On April 18, 1962, the Federal Communications Commission (FCC) signed an agreement with Mexico, effective September 4, allowing the allocation of channels 7 and 9 to El Centro and giving the Imperial Valley its first opportunity for local VHF television. Before the channels were added to the Table of Allocations, Tele-Broadcasters of California, Inc., applied to build a station on channel 7 on July 5, 1962, requesting a waiver from the FCC to do so. KXO-TV, Inc., submitted a rival channel 7 bid on September 14, 1962, meaning that the FCC would need to decide who would be awarded the construction permit. To avoid delays in build-out, Tele-Broadcasters agreed to amend its application on November 9, 1962, to specify operations on channel 9. The FCC approved both applications on April 10, 1963, with channel 7 being designated KXO-TV and channel 9 KECC-TV, and soon after, ABC announced that it would affiliate with KECC, who expected to be on the air by September 1.

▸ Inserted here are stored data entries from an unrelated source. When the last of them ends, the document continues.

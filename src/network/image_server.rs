// file: src/network/image_server.rs
// version: 1.0.0
// guid: 4b6e0a3f-8d21-4c7a-95e8-2f1d7c9b0e63

//! Static HTTP server exposing upgrade images to devices

use std::net::SocketAddr;
use std::path::{Path, PathBuf};

use axum::Router;
use tokio::net::TcpListener;
use tokio::sync::oneshot;
use tokio::task::JoinHandle;
use tower_http::services::ServeDir;
use tower_http::trace::TraceLayer;
use tracing::{error, info};

use crate::{Result, UpgradeError};

/// Background HTTP server over an image directory
pub struct ImageServer {
    addr: SocketAddr,
    root: PathBuf,
    shutdown: Option<oneshot::Sender<()>>,
    handle: Option<JoinHandle<()>>,
}

impl ImageServer {
    /// Bind `bind` and serve files under `root` until stopped
    pub async fn start(bind: SocketAddr, root: &Path) -> Result<Self> {
        if !root.is_dir() {
            return Err(UpgradeError::config(format!(
                "Image directory {} does not exist",
                root.display()
            )));
        }

        let app = Router::new()
            .fallback_service(ServeDir::new(root))
            .layer(TraceLayer::new_for_http());

        let listener = TcpListener::bind(bind).await.map_err(|e| {
            UpgradeError::config(format!("Failed to bind image server on {}: {}", bind, e))
        })?;
        let addr = listener.local_addr()?;
        let (tx, rx) = oneshot::channel::<()>();

        let handle = tokio::spawn(async move {
            let shutdown = async {
                let _ = rx.await;
            };
            if let Err(e) = axum::serve(listener, app)
                .with_graceful_shutdown(shutdown)
                .await
            {
                error!("Image server failed: {}", e);
            }
        });

        info!("Serving {} on http://{}", root.display(), addr);
        Ok(Self {
            addr,
            root: root.to_path_buf(),
            shutdown: Some(tx),
            handle: Some(handle),
        })
    }

    pub fn local_addr(&self) -> SocketAddr {
        self.addr
    }

    pub fn root(&self) -> &Path {
        &self.root
    }

    /// Stop accepting connections and wait for the server task
    pub async fn stop(mut self) {
        if let Some(tx) = self.shutdown.take() {
            let _ = tx.send(());
        }
        if let Some(handle) = self.handle.take() {
            let _ = handle.await;
        }
        info!("Image server on {} stopped", self.addr);
    }
}

impl Drop for ImageServer {
    fn drop(&mut self) {
        if let Some(tx) = self.shutdown.take() {
            let _ = tx.send(());
        }
    }
}
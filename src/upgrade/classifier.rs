// file: src/upgrade/classifier.rs
// version: 1.0.0
// guid: 91e6a0d4-7c2b-48f3-b15d-3f8c6e2a04d7

//! Keyword classification of raw device output

use serde::{Deserialize, Serialize};
use std::fmt;

/// Outcome derived from command output
///
/// Variants are ordered by precedence: when several keywords are present,
/// the highest one wins, so any error or failure line dominates.
#[derive(Debug, Clone, Copy, PartialEq, Eq, PartialOrd, Ord, Hash, Serialize, Deserialize)]
#[serde(rename_all = "lowercase")]
pub enum Classification {
    Unknown,
    Installed,
    Success,
    Failed,
    Error,
}

impl Classification {
    pub fn is_failure(&self) -> bool {
        matches!(self, Classification::Error | Classification::Failed)
    }

    pub fn is_success(&self) -> bool {
        matches!(self, Classification::Success | Classification::Installed)
    }
}

impl fmt::Display for Classification {
    fn fmt(&self, f: &mut fmt::Formatter<'_>) -> fmt::Result {
        let s = match self {
            Classification::Unknown => "unknown",
            Classification::Installed => "installed",
            Classification::Success => "success",
            Classification::Failed => "failed",
            Classification::Error => "error",
        };
        f.write_str(s)
    }
}

/// One entry of the keyword table
#[derive(Debug, Clone, PartialEq, Eq, Serialize, Deserialize)]
pub struct Keyword {
    pub token: String,
    pub outcome: Classification,
}

impl Keyword {
    pub fn new(token: &str, outcome: Classification) -> Self {
        Self {
            token: token.to_ascii_lowercase(),
            outcome,
        }
    }
}

/// Default device vocabulary
pub fn default_keywords() -> Vec<Keyword> {
    vec![
        Keyword::new("error", Classification::Error),
        Keyword::new("installed", Classification::Installed),
        Keyword::new("fail", Classification::Failed),
        Keyword::new("success", Classification::Success),
    ]
}

/// Classified command output. Never mutated after creation.
#[derive(Debug, Clone, PartialEq, Eq, Serialize)]
pub struct ExecutionResult {
    #[serde(skip_serializing)]
    pub raw: String,
    /// Lines that matched at least one keyword, in output order
    pub lines: Vec<String>,
    pub classification: Classification,
}

/// Scans output lines against a keyword table
#[derive(Debug, Clone)]
pub struct ResultClassifier {
    keywords: Vec<Keyword>,
}

impl ResultClassifier {
    pub fn new() -> Self {
        Self::with_keywords(default_keywords())
    }

    pub fn with_keywords(keywords: Vec<Keyword>) -> Self {
        let keywords = keywords
            .into_iter()
            .map(|k| Keyword::new(&k.token, k.outcome))
            .filter(|k| !k.token.is_empty())
            .collect();
        Self { keywords }
    }

    pub fn keywords(&self) -> &[Keyword] {
        &self.keywords
    }

    pub fn classify(&self, raw_output: &str) -> ExecutionResult {
        let mut lines = Vec::new();
        let mut classification = Classification::Unknown;

        for line in raw_output.lines() {
            let lowered = line.to_ascii_lowercase();
            let mut interesting = false;
            for keyword in &self.keywords {
                if lowered.contains(&keyword.token) {
                    interesting = true;
                    classification = classification.max(keyword.outcome);
                }
            }
            if interesting {
                lines.push(line.trim_end().to_string());
            }
        }

        ExecutionResult {
            raw: raw_output.to_string(),
            lines,
            classification,
        }
    }
}

impl Default for ResultClassifier {
    fn default() -> Self {
        Self::new()
    }
}

#[cfg(test)]
mod tests {
    use super::*;

    #[test]
    fn test_error_and_installed_is_error() {
        let output = "Loading image...\n\
                      %Error opening flash:/update/info (No such file or directory)\n\
                      All software images installed.\n";
        let result = ResultClassifier::new().classify(output);
        assert_eq!(result.classification, Classification::Error);
        assert_eq!(result.lines.len(), 2);
    }

    #[test]
    fn test_installed_and_success_is_success() {
        let output = "install_add_activate_commit: START\n\
                      SUCCESS: Software provisioned\n\
                      All software images installed.\n\
                      [1 2]: Finished install successful\n";
        let result = ResultClassifier::new().classify(output);
        assert_eq!(result.classification, Classification::Success);
        assert_eq!(result.lines.len(), 3);
    }

    #[test]
    fn test_installed_only() {
        let result = ResultClassifier::new().classify("All software images installed.");
        assert_eq!(result.classification, Classification::Installed);
        assert!(result.classification.is_success());
    }

    #[test]
    fn test_fail_without_error_is_failed() {
        let result = ResultClassifier::new()
            .classify("FAILED: install_add_activate_commit exit(1)\nSUCCESS: copy");
        assert_eq!(result.classification, Classification::Failed);
        assert!(result.classification.is_failure());
    }

    #[test]
    fn test_case_insensitive_and_unknown() {
        let classifier = ResultClassifier::new();
        assert_eq!(
            classifier.classify("SUCCESS: Finished installing software").classification,
            Classification::Success
        );

        let quiet = classifier.classify("Loading http://10.1.1.5:8000/img.tar !!!!!!!!\n");
        assert_eq!(quiet.classification, Classification::Unknown);
        assert!(quiet.lines.is_empty());
        assert!(classifier.classify("").lines.is_empty());
    }

    #[test]
    fn test_custom_keywords() {
        let classifier = ResultClassifier::with_keywords(vec![
            Keyword::new("ABORTED", Classification::Failed),
            Keyword::new("", Classification::Error),
        ]);
        assert_eq!(classifier.keywords().len(), 1);
        assert_eq!(
            classifier.classify("Install aborted by user").classification,
            Classification::Failed
        );
        assert_eq!(
            classifier.classify("error everywhere").classification,
            Classification::Unknown
        );
    }
}
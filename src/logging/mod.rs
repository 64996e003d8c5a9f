// file: src/logging/mod.rs
// version: 1.1.0
// guid: 2a7e9c1d-5b30-4f68-8d14-6e0b3a5c9f72

//! Logging system for the stack upgrade agent

pub mod logger;

pub use logger::{init_json_logger, init_logger, with_device_span};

The station would not be constructed on time, as the owner of KIVA, channel 11 in Yuma, filed for reconsideration of the grant of KECC's construction permit, claiming that the Yuma/El Centro market could not support multiple local television stations, and predicting economic injury to his station. KIVA's claim was denied by the FCC on July 30, 1963, but was referred to a federal appeals court, where the case was decided May 22, 1964 in favor of the El Centro stations. After the case was settled, KECC was still not ready to go to air, and the FCC had to extend its construction permit several times.
In April 1966, Tele-Broadcasters announced its sale to United Broadcasting Co., headed by Richard Eaton, in a $1.9 million deal, which included the KECC construction permit and two radio stations. United Broadcasting filed the purchase application on August 29, and the FCC approved it the following April.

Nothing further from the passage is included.